For this exercise, restate the data below with no change at all.

[Saved entries]
________________________
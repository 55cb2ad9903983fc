//! Latency and error accounting for the polling engine.

use tokio::time::Instant;

use crate::constants::{DEFAULT_INITIAL_AVERAGE_MS, DEFAULT_SMOOTHING_FACTOR};
use crate::error::{ModbusError, ModbusResult};

/// Running latency average and cumulative error count.
///
/// The average is an exponential moving average:
///
/// ```text
/// average' = factor * latency + (1 - factor) * average
/// ```
///
/// The error count only ever grows.
#[derive(Debug, Clone)]
pub struct MetricsTracker {
    factor: f64,
    running_average_ms: f64,
    error_count: u64,
    samples: u64,
}

/// Point-in-time copy of the tracker state
#[derive(Debug, Clone, Copy, PartialEq)]
pub struct MetricsSnapshot {
    pub running_average_ms: f64,
    pub error_count: u64,
    pub samples: u64,
}

impl MetricsTracker {
    /// Create a tracker with the given smoothing factor and seed average.
    ///
    /// `factor` must lie in `(0, 1]` and `seed_ms` must be a finite,
    /// non-negative number.
    pub fn new(factor: f64, seed_ms: f64) -> ModbusResult<Self> {
        if !(factor > 0.0 && factor <= 1.0) {
            return Err(ModbusError::configuration(format!(
                "smoothing factor must be in (0, 1], got {}",
                factor
            )));
        }
        if !seed_ms.is_finite() || seed_ms < 0.0 {
            return Err(ModbusError::configuration(format!(
                "initial average must be a non-negative number, got {}",
                seed_ms
            )));
        }

        Ok(Self {
            factor,
            running_average_ms: seed_ms,
            error_count: 0,
            samples: 0,
        })
    }

    /// Fold a latency sample into the average and return the new average.
    pub fn record(&mut self, latency_ms: f64) -> f64 {
        self.running_average_ms =
            self.factor * latency_ms + (1.0 - self.factor) * self.running_average_ms;
        self.samples += 1;
        self.running_average_ms
    }

    /// Count one failed attempt and return the new total.
    pub fn increment_errors(&mut self) -> u64 {
        self.error_count += 1;
        self.error_count
    }

    pub fn running_average_ms(&self) -> f64 {
        self.running_average_ms
    }

    pub fn error_count(&self) -> u64 {
        self.error_count
    }

    pub fn factor(&self) -> f64 {
        self.factor
    }

    pub fn snapshot(&self) -> MetricsSnapshot {
        MetricsSnapshot {
            running_average_ms: self.running_average_ms,
            error_count: self.error_count,
            samples: self.samples,
        }
    }
}

impl Default for MetricsTracker {
    fn default() -> Self {
        Self {
            factor: DEFAULT_SMOOTHING_FACTOR,
            running_average_ms: DEFAULT_INITIAL_AVERAGE_MS,
            error_count: 0,
            samples: 0,
        }
    }
}

/// Timer for a single operation, on the runtime clock.
#[derive(Debug, Clone, Copy)]
pub struct OperationTimer {
    start: Instant,
}

impl OperationTimer {
    pub fn start() -> Self {
        Self {
            start: Instant::now(),
        }
    }

    /// Milliseconds since [`OperationTimer::start`], with sub-millisecond precision
    pub fn elapsed_ms(&self) -> f64 {
        self.start.elapsed().as_secs_f64() * 1000.0
    }
}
________________________
=== REPLY ===
repository 55cb2ad9903983fc
//! Latency and error accounting for the polling engine.

use tokio::time::Instant;

use crate::constants::{DEFAULT_INITIAL_AVERAGE_MS, DEFAULT_SMOOTHING_FACTOR};
use crate::error::{ModbusError, ModbusResult};

/// Running latency average and cumulative error count.
///
/// The average is an exponential moving average:
///
/// ```text
/// average' = factor * latency + (1 - factor) * average
/// ```
///
/// The error count only ever grows.
#[derive(Debug, Clone)]
pub struct MetricsTracker {
    factor: f64,
    running_average_ms: f64,
    error_count: u64,
    samples: u64,
}

/// Point-in-time copy of the tracker state
#[derive(Debug, Clone, Copy, PartialEq)]
pub struct MetricsSnapshot {
    pub running_average_ms: f64,
    pub error_count: u64,
    pub samples: u64,
}

impl MetricsTracker {
    /// Create a tracker with the given smoothing factor and seed average.
    ///
    /// `factor` must lie in `(0, 1]` and `seed_ms` must be a finite,
    /// non-negative number.
    pub fn new(factor: f64, seed_ms: f64) -> ModbusResult<Self> {
        if !(factor > 0.0 && factor <= 1.0) {
            return Err(ModbusError::configuration(format!(
                "smoothing factor must be in (0, 1], got {}",
                factor
            )));
        }
        if !seed_ms.is_finite() || seed_ms < 0.0 {
            return Err(ModbusError::configuration(format!(
                "initial average must be a non-negative number, got {}",
                seed_ms
            )));
        }

        Ok(Self {
            factor,
            running_average_ms: seed_ms,
            error_count: 0,
            samples: 0,
        })
    }

    /// Fold a latency sample into the average and return the new average.
    pub fn record(&mut self, latency_ms: f64) -> f64 {
        self.running_average_ms =
            self.factor * latency_ms + (1.0 - self.factor) * self.running_average_ms;
        self.samples += 1;
        self.running_average_ms
    }

    /// Count one failed attempt and return the new total.
    pub fn increment_errors(&mut self) -> u64 {
        self.error_count += 1;
        self.error_count
    }

    pub fn running_average_ms(&self) -> f64 {
        self.running_average_ms
    }

    pub fn error_count(&self) -> u64 {
        self.error_count
    }

    pub fn factor(&self) -> f64 {
        self.factor
    }

    pub fn snapshot(&self) -> MetricsSnapshot {
        MetricsSnapshot {
            running_average_ms: self.running_average_ms,
            error_count: self.error_count,
            samples: self.samples,
        }
    }
}

impl Default for MetricsTracker {
    fn default() -> Self {
        Self {
            factor: DEFAULT_SMOOTHING_FACTOR,
            running_average_ms: DEFAULT_INITIAL_AVERAGE_MS,
            error_count: 0,
            samples: 0,
        }
    }
}

/// Timer for a single operation, on the runtime clock.
#[derive(Debug, Clone, Copy)]
pub struct OperationTimer {
    start: Instant,
}

impl OperationTimer {
    pub fn start() -> Self {
        Self {
            start: Instant::now(),
        }
    }

    /// Milliseconds since [`OperationTimer::start`], with sub-millisecond precision
    pub fn elapsed_ms(&self) -> f64 {
        self.start.elapsed().as_secs_f64() * 1000.0
    }
}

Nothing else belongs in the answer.